**Assigned task:** Copy each entry as it stands, leaving nothing out.

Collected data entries
**********
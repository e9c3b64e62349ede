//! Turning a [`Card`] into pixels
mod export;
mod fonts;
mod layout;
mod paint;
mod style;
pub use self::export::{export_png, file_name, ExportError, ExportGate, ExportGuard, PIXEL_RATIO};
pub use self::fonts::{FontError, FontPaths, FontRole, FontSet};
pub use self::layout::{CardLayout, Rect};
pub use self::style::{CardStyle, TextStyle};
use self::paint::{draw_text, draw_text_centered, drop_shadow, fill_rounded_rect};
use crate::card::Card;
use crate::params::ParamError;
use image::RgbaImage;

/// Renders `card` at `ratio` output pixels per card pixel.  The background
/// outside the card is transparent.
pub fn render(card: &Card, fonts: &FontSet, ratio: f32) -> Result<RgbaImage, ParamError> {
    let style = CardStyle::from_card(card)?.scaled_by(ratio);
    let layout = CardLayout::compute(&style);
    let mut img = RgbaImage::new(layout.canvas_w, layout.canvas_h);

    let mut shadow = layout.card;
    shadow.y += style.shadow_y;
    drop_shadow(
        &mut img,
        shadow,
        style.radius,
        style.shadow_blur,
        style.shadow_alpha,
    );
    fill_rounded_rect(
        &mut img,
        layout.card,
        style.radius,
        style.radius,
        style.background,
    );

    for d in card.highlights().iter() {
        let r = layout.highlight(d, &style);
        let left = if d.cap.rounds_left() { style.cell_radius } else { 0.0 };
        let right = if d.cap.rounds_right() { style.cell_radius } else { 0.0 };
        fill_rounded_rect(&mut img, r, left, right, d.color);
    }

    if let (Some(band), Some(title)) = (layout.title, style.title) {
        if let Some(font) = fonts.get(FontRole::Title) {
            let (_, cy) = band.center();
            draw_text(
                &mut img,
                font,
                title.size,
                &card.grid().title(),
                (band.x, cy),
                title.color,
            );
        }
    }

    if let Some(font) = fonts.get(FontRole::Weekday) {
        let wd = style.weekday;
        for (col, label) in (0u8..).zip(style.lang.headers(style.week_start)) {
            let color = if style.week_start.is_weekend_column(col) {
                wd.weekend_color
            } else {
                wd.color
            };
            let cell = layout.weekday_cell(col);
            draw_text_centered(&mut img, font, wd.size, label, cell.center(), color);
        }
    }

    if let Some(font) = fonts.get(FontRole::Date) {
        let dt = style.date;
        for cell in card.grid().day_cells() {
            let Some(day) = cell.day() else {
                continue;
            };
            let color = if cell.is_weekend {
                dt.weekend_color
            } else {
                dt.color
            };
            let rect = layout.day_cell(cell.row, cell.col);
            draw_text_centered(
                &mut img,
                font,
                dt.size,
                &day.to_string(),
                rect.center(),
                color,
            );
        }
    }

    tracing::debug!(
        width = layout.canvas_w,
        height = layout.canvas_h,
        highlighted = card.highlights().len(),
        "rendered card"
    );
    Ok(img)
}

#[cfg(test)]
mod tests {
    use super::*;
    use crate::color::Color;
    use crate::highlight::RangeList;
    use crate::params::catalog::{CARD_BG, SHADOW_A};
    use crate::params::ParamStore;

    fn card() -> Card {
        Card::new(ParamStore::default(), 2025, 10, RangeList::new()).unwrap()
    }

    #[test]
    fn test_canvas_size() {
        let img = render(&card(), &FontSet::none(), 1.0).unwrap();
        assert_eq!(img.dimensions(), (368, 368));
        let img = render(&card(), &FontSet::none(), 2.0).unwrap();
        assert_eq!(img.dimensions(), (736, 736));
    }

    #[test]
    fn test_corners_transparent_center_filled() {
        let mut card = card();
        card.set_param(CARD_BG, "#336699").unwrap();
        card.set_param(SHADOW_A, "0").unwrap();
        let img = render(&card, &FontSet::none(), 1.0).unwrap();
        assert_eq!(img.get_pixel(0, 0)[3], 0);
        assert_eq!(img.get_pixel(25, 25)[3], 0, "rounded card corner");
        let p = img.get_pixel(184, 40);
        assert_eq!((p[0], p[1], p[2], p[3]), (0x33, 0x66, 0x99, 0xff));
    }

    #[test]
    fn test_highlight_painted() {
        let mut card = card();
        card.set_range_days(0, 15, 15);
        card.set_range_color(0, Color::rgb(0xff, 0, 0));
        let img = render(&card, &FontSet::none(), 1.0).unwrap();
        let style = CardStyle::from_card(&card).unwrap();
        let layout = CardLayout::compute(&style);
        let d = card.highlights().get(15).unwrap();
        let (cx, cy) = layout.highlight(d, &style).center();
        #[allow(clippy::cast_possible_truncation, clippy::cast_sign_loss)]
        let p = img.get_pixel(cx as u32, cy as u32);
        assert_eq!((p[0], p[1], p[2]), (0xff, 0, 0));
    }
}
**********
**Exercise solution:**
repository e9c3b64e62349ede
//! Turning a [`Card`] into pixels
mod export;
mod fonts;
mod layout;
mod paint;
mod style;
pub use self::export::{export_png, file_name, ExportError, ExportGate, ExportGuard, PIXEL_RATIO};
pub use self::fonts::{FontError, FontPaths, FontRole, FontSet};
pub use self::layout::{CardLayout, Rect};
pub use self::style::{CardStyle, TextStyle};
use self::paint::{draw_text, draw_text_centered, drop_shadow, fill_rounded_rect};
use crate::card::Card;
use crate::params::ParamError;
use image::RgbaImage;

/// Renders `card` at `ratio` output pixels per card pixel.  The background
/// outside the card is transparent.
pub fn render(card: &Card, fonts: &FontSet, ratio: f32) -> Result<RgbaImage, ParamError> {
    let style = CardStyle::from_card(card)?.scaled_by(ratio);
    let layout = CardLayout::compute(&style);
    let mut img = RgbaImage::new(layout.canvas_w, layout.canvas_h);

    let mut shadow = layout.card;
    shadow.y += style.shadow_y;
    drop_shadow(
        &mut img,
        shadow,
        style.radius,
        style.shadow_blur,
        style.shadow_alpha,
    );
    fill_rounded_rect(
        &mut img,
        layout.card,
        style.radius,
        style.radius,
        style.background,
    );

    for d in card.highlights().iter() {
        let r = layout.highlight(d, &style);
        let left = if d.cap.rounds_left() { style.cell_radius } else { 0.0 };
        let right = if d.cap.rounds_right() { style.cell_radius } else { 0.0 };
        fill_rounded_rect(&mut img, r, left, right, d.color);
    }

    if let (Some(band), Some(title)) = (layout.title, style.title) {
        if let Some(font) = fonts.get(FontRole::Title) {
            let (_, cy) = band.center();
            draw_text(
                &mut img,
                font,
                title.size,
                &card.grid().title(),
                (band.x, cy),
                title.color,
            );
        }
    }

    if let Some(font) = fonts.get(FontRole::Weekday) {
        let wd = style.weekday;
        for (col, label) in (0u8..).zip(style.lang.headers(style.week_start)) {
            let color = if style.week_start.is_weekend_column(col) {
                wd.weekend_color
            } else {
                wd.color
            };
            let cell = layout.weekday_cell(col);
            draw_text_centered(&mut img, font, wd.size, label, cell.center(), color);
        }
    }

    if let Some(font) = fonts.get(FontRole::Date) {
        let dt = style.date;
        for cell in card.grid().day_cells() {
            let Some(day) = cell.day() else {
                continue;
            };
            let color = if cell.is_weekend {
                dt.weekend_color
            } else {
                dt.color
            };
            let rect = layout.day_cell(cell.row, cell.col);
            draw_text_centered(
                &mut img,
                font,
                dt.size,
                &day.to_string(),
                rect.center(),
                color,
            );
        }
    }

    tracing::debug!(
        width = layout.canvas_w,
        height = layout.canvas_h,
        highlighted = card.highlights().len(),
        "rendered card"
    );
    Ok(img)
}

#[cfg(test)]
mod tests {
    use super::*;
    use crate::color::Color;
    use crate::highlight::RangeList;
    use crate::params::catalog::{CARD_BG, SHADOW_A};
    use crate::params::ParamStore;

    fn card() -> Card {
        Card::new(ParamStore::default(), 2025, 10, RangeList::new()).unwrap()
    }

    #[test]
    fn test_canvas_size() {
        let img = render(&card(), &FontSet::none(), 1.0).unwrap();
        assert_eq!(img.dimensions(), (368, 368));
        let img = render(&card(), &FontSet::none(), 2.0).unwrap();
        assert_eq!(img.dimensions(), (736, 736));
    }

    #[test]
    fn test_corners_transparent_center_filled() {
        let mut card = card();
        card.set_param(CARD_BG, "#336699").unwrap();
        card.set_param(SHADOW_A, "0").unwrap();
        let img = render(&card, &FontSet::none(), 1.0).unwrap();
        assert_eq!(img.get_pixel(0, 0)[3], 0);
        assert_eq!(img.get_pixel(25, 25)[3], 0, "rounded card corner");
        let p = img.get_pixel(184, 40);
        assert_eq!((p[0], p[1], p[2], p[3]), (0x33, 0x66, 0x99, 0xff));
    }

    #[test]
    fn test_highlight_painted() {
        let mut card = card();
        card.set_range_days(0, 15, 15);
        card.set_range_color(0, Color::rgb(0xff, 0, 0));
        let img = render(&card, &FontSet::none(), 1.0).unwrap();
        let style = CardStyle::from_card(&card).unwrap();
        let layout = CardLayout::compute(&style);
        let d = card.highlights().get(15).unwrap();
        let (cx, cy) = layout.highlight(d, &style).center();
        #[allow(clippy::cast_possible_truncation, clippy::cast_sign_loss)]
        let p = img.get_pixel(cx as u32, cy as u32);
        assert_eq!((p[0], p[1], p[2]), (0xff, 0, 0));
    }
}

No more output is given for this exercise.